Original post http://blogs.warwick.ac.uk/simongates/entry/new_test_can/ 2 May 2015
A story in several UK papers including the Telegraph suggests that a test measuring telomere length can predict who will develop cancer “up to 13 years” before it appears. Some of the re-postings have (seemingly by a process of Chinese whispers) elaborated this into “A test that can predict with 100 per cent accuracy whether someone will develop cancer up to 13 years in the future has been devised by scientists” (New Zealand Herald) – which sounds pretty unlikely.
What they are talking about is this study, which analysed telomere lengths in a cohort of people, some of whom developed cancer.
It’s hard to know where to start with this. there are two levels of nonsense going on here; the media hype, which has very little to do with the results of the study, and the study itself, which seems to come to conclusions that are way beyond what the data suggest, through a combination of over-reliance on sgnificance testing, poor methodology and wishful thinking. I’ll leave the media hype to one side, as it’s well-established that reporting of studies often bears little relation to what the study actually did; in this case, there was no “test” and no “100% accuracy”. But what about what the researchers really found out, or thought they did?
The paper makes two major claims:
1. “Age-related BTL attrition was faster in cancer cases pre-diagnosis than in cancer-free participants” (that’s verbatim from their abstract);
2. “all participants had similar age-adjusted BTL 8–14 years pre-diagnosis, followed by decelerated attrition in cancer cases resulting in longer BTL three and four years pre-diagnosis” (also vebatim from their abstract, edited to remove p-values).
They studied a cohort of 579 initially cancer-free US veterans who were followed up annually between 1999 and 2012, with blood being taken 1-4 times from each participant. About half had only one or two blood samples, so there isn’t much in the way of within-patient comparisons of telomere length over time. Telomere length was measured from these blood samples (this was some kind of average, but I’ll assume intra-individual variation isn’t important).

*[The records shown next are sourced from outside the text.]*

//! # error 模块说明
//!
//! ## 角色定位（Why）
//! - 集中定义服务端对外暴露的两类错误域：绑定期的 [`ServerError`] 与
//!   单连接范围的 [`ConnectionError`]，确保传播边界清晰；
//! - 每个变体携带稳定错误码（`beacon.tcp.<域>.<语义>`），方便日志、
//!   指标与告警系统做精确分类。
//!
//! ## 设计要求（What）
//! - 所有错误类型实现 `thiserror::Error` 以兼容 `std::error::Error`；
//! - 绑定错误只经由 `listen()` 的启动 Future 返回，永不自动重试；
//! - 连接错误只经由注册的 `on_error` 回调观测，绝不波及监听器或
//!   同级连接。
//!
//! ## 扩展建议（How）
//! - 新增变体时同步更新 [`ServerError::code`] / [`ConnectionError::code`]
//!   的码表，保持 `<域>.<语义>` 命名规范；
//! - IO 层的 `io::ErrorKind` → 变体归类集中在 [`classify_bind_error`]
//!   与 [`classify_connection_error`]，传输实现不应自行散落判断。

use std::io;

use thiserror::Error;

/// 绑定尝试范围内的致命错误，对应一次 `listen()` 调用的失败路径。
///
/// # 教案式说明
/// - **意图 (Why)**：将“地址被占用 / 权限不足 / 地址非法 / 解析失败 /
///   运行时资源耗尽”等启动期故障合流为统一错误域，经启动 Future 一次性
///   交付调用方；
/// - **契约 (What)**：
///   - 所有变体 `Send + Sync + 'static`，可安全跨任务传播；
///   - 变体携带失败的绑定目标文本与底层 `io::Error`（若存在），
///     `source()` 暴露完整根因链路；
///   - 该错误域永不触发自动重试，是否重新 `listen()` 由调用方决定。
/// - **风险 (Trade-offs)**：使用 `String` 保存目标地址文本，牺牲少量堆
///   分配换取排障信息的完整性。
#[derive(Debug, Error)]
pub enum ServerError {
    /// 目标地址已被其他监听器占用。
    #[error("address `{addr}` is already in use")]
    AddrInUse {
        addr: String,
        #[source]
        source: io::Error,
    },

    /// 绑定该地址需要更高权限（如特权端口）。
    #[error("binding `{addr}` was denied by the operating system")]
    PermissionDenied {
        addr: String,
        #[source]
        source: io::Error,
    },

    /// 地址或端口不合法，内核拒绝绑定。
    #[error("`{addr}` is not a bindable address")]
    InvalidAddress {
        addr: String,
        #[source]
        source: io::Error,
    },

    /// 主机名解析失败，或解析结果为空。
    #[error("hostname `{host}` did not resolve to a usable address")]
    Resolve {
        host: String,
        #[source]
        source: io::Error,
    },

    /// 同一门面上的重复 `listen()` 调用。
    ///
    /// - **契约 (What)**：门面保证每次成功绑定对应唯一监听通道，不存在
    ///   隐式重绑；后续调用一律以本变体拒绝。
    #[error("server is already listening")]
    AlreadyListening,

    /// 引导期间运行时资源耗尽（文件描述符、内存等）。
    ///
    /// 归入绑定错误域处理：经启动 Future 交付，不自动重试。
    #[error("runtime resources exhausted during bootstrap: {reason}")]
    Reactor { reason: String },

    /// 其余未归类的启动期 IO 故障。
    #[error("{op} failed during bootstrap")]
    Io {
        op: &'static str,
        #[source]
        source: io::Error,
    },
}

impl ServerError {
    /// 返回稳定错误码，遵循 `<域>.<语义>` 命名规范。
    pub fn code(&self) -> &'static str {
        match self {
            ServerError::AddrInUse { .. } => "beacon.tcp.bind.addr_in_use",
            ServerError::PermissionDenied { .. } => "beacon.tcp.bind.permission_denied",
            ServerError::InvalidAddress { .. } => "beacon.tcp.bind.invalid_address",
            ServerError::Resolve { .. } => "beacon.tcp.bind.resolve_failed",
            ServerError::AlreadyListening => "beacon.tcp.bind.already_listening",
            ServerError::Reactor { .. } => "beacon.tcp.bind.reactor_exhausted",
            ServerError::Io { .. } => "beacon.tcp.bind.io_failed",
        }
    }
}

/// 单连接范围的错误，经 `on_error` 回调观测后连接被无条件关闭。
///
/// # 教案式说明
/// - **意图 (Why)**：把对端重置、读写故障与消费方主动抛出的解码失败
///   收敛为同一错误域，保证“连接错误不静默吞掉、也不悬挂连接”；
/// - **契约 (What)**：
///   - 错误只影响所属连接，监听器与同级连接不受波及；
///   - [`ConnectionError::Decode`] 预留给消费方的 `on_read` 回调，用于
///     表达协议层解码失败等业务判定；
///   - 变体均可跨线程传播（`Send + Sync + 'static`）。
/// - **风险 (Trade-offs)**：`Decode` 以 `String` 承载原因文本，避免泛型
///   渗透回调签名；若未来需要结构化上下文，可追加字段而不破坏码表。
#[derive(Debug, Error)]
pub enum ConnectionError {
    /// 对端重置或中断了连接。
    #[error("peer reset the connection")]
    Reset {
        #[source]
        source: io::Error,
    },

    /// 入站读取失败。
    #[error("connection read failed")]
    Read {
        #[source]
        source: io::Error,
    },

    /// 出站刷新失败。
    #[error("connection write failed")]
    Write {
        #[source]
        source: io::Error,
    },

    /// 消费方回调拒绝了入站数据（典型为协议解码失败）。
    #[error("inbound data rejected by consumer: {reason}")]
    Decode { reason: String },

    /// 对已关闭的连接执行写入。
    #[error("connection is closed")]
    Closed,
}

impl ConnectionError {
    /// 构造一条消费方解码失败错误。
    pub fn decode(reason: impl Into<String>) -> Self {
        ConnectionError::Decode {
            reason: reason.into(),
        }
    }

    /// 返回稳定错误码，遵循 `<域>.<语义>` 命名规范。
    pub fn code(&self) -> &'static str {
        match self {
            ConnectionError::Reset { .. } => "beacon.tcp.conn.reset",
            ConnectionError::Read { .. } => "beacon.tcp.conn.read_failed",
            ConnectionError::Write { .. } => "beacon.tcp.conn.write_failed",
            ConnectionError::Decode { .. } => "beacon.tcp.conn.decode_rejected",
            ConnectionError::Closed => "beacon.tcp.conn.closed",
        }
    }
}

/// 将绑定路径上的 IO 错误归类为 [`ServerError`] 变体。
///
/// # 契约说明（What）
/// - `op`：失败的操作名（`"bind"`、`"listen"` 等），进入 `Io` 变体的文案；
/// - `addr`：人类可读的绑定目标文本；
/// - 归类规则：`AddrInUse` / `PermissionDenied` / `AddrNotAvailable` 与
///   `InvalidInput` / `OutOfMemory` 分别映射到专属变体，其余保留原始
///   `io::Error` 作为根因。
pub fn classify_bind_error(op: &'static str, addr: &str, source: io::Error) -> ServerError {
    use io::ErrorKind;
    match source.kind() {
        ErrorKind::AddrInUse => ServerError::AddrInUse {
            addr: addr.to_owned(),
            source,
        },
        ErrorKind::PermissionDenied => ServerError::PermissionDenied {
            addr: addr.to_owned(),
            source,
        },
        ErrorKind::AddrNotAvailable | ErrorKind::InvalidInput => ServerError::InvalidAddress {
            addr: addr.to_owned(),
            source,
        },
        ErrorKind::OutOfMemory => ServerError::Reactor {
            reason: source.to_string(),
        },
        _ => ServerError::Io { op, source },
    }
}

/// 将连接路径上的 IO 错误归类为 [`ConnectionError`] 变体。
///
/// `write` 为真表示错误发生在出站刷新路径，否则视为入站读取路径；
/// 对端断开类错误（重置、中止、管道破裂）统一归入 `Reset`。
pub fn classify_connection_error(write: bool, source: io::Error) -> ConnectionError {
    use io::ErrorKind;
    match source.kind() {
        ErrorKind::ConnectionReset | ErrorKind::ConnectionAborted | ErrorKind::BrokenPipe => {
            ConnectionError::Reset { source }
        }
        _ if write => ConnectionError::Write { source },
        _ => ConnectionError::Read { source },
    }
}

#[cfg(test)]
mod tests {
    use super::*;

    /// 验证绑定错误归类与码表的稳定性。
    ///
    /// # 测试目标（Why）
    /// - 保证 `io::ErrorKind` 到变体的映射不随重构漂移；
    /// - 码表是外部告警系统的契约，一旦变更必须显式回归。
    #[test]
    fn bind_error_classification_matches_code_table() {
        let err = classify_bind_error(
            "bind",
            "127.0.0.1:80",
            io::Error::new(io::ErrorKind::AddrInUse, "occupied"),
        );
        assert!(matches!(err, ServerError::AddrInUse { .. }), "AddrInUse 必须映射到专属变体");
        assert_eq!(err.code(), "beacon.tcp.bind.addr_in_use");

        let err = classify_bind_error(
            "bind",
            "127.0.0.1:80",
            io::Error::new(io::ErrorKind::PermissionDenied, "denied"),
        );
        assert_eq!(err.code(), "beacon.tcp.bind.permission_denied");

        let err = classify_bind_error(
            "listen",
            "256.0.0.1:0",
            io::Error::new(io::ErrorKind::InvalidInput, "bad addr"),
        );
        assert_eq!(err.code(), "beacon.tcp.bind.invalid_address");

        let err = classify_bind_error(
            "listen",
            "127.0.0.1:0",
            io::Error::other("unexpected"),
        );
        assert_eq!(err.code(), "beacon.tcp.bind.io_failed");
    }

    /// 验证连接错误归类：对端断开类统一为 `Reset`，其余按读写路径拆分。
    #[test]
    fn connection_error_classification_splits_reset_from_io() {
        let err = classify_connection_error(
            false,
            io::Error::new(io::ErrorKind::ConnectionReset, "rst"),
        );
        assert!(matches!(err, ConnectionError::Reset { .. }), "读路径上的重置应归入 Reset");

        let err = classify_connection_error(
            true,
            io::Error::new(io::ErrorKind::BrokenPipe, "epipe"),
        );
        assert!(matches!(err, ConnectionError::Reset { .. }), "写路径上的管道破裂同样视为对端断开");

        let err = classify_connection_error(true, io::Error::other("boom"));
        assert_eq!(err.code(), "beacon.tcp.conn.write_failed");

        let err = classify_connection_error(false, io::Error::other("boom"));
        assert_eq!(err.code(), "beacon.tcp.conn.read_failed");
    }

    /// `Decode` 变体保留消费方给出的原因文本，便于排障。
    #[test]
    fn decode_error_keeps_consumer_reason() {
        let err = ConnectionError::decode("frame length exceeds limit");
        assert_eq!(err.code(), "beacon.tcp.conn.decode_rejected");
        assert!(err.to_string().contains("frame length exceeds limit"));
    }
}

Figure 1 illustrates the first result:
The regression lines do look as though there is a steeper slope through the cancer group, and the interaction is “significant” (p-0.032 when unadjusted and p=0.017 adjusted) – but what is ignored in the interpretation is the enormous scatter around both of the regression lines. Without the lines on the graph you wouldn’t be able to tell whether there was any difference in the slopes. Additionally, as relatively few participants had multiple readings, it isn’t possible to do the analysis of comparing within-patient measures of change in telomere length, which might be less noisy. Instead we have an analysis of average telomere length at each age, with a changing set of patients. So, on this evidence, it is hard to imagine how this could ever be a useful test that would be any good for distinguishing people who will develop cancer from those who will not. The claim of a difference seems to come entirely from the “statistical significance” of the interaction.
The second claim, that in people who develop cancer BTL stops declining and reaches a plateau 3-4 years pre-diagnosis, derives from their Figure 2:
Again, the claim derives from the difference between the two lines being “statistically significant” at 3-5 years pre-diagnosis, and not elsewhere. But looking at the red line, it really doesn’t look like a steady decline, followed by a plateau in the last few years. If anything, the telomere length is high in the last few years, and the “significance” is caused by particularly low values in the cancer-free group in those years. I’m not sure that this plot is showing what they think it shows; the x-axis for the cancer group is years pre-diagnosis, but for the non-cancer group it is years pre-censoring, so it seems likely that the non-cancer group will be older at each point on the x axis. Diagnoses of cancer could happen at any time, whereas most censoring is likely to happen at or near the end of the study. If BTL declines with age, that could potentially produce this sort of effect. So I’m pretty unconvinced. The claim seems to result from looking primarily at “statistical significance” of comparisons at each time point, which seems to have trumped any sense-checking.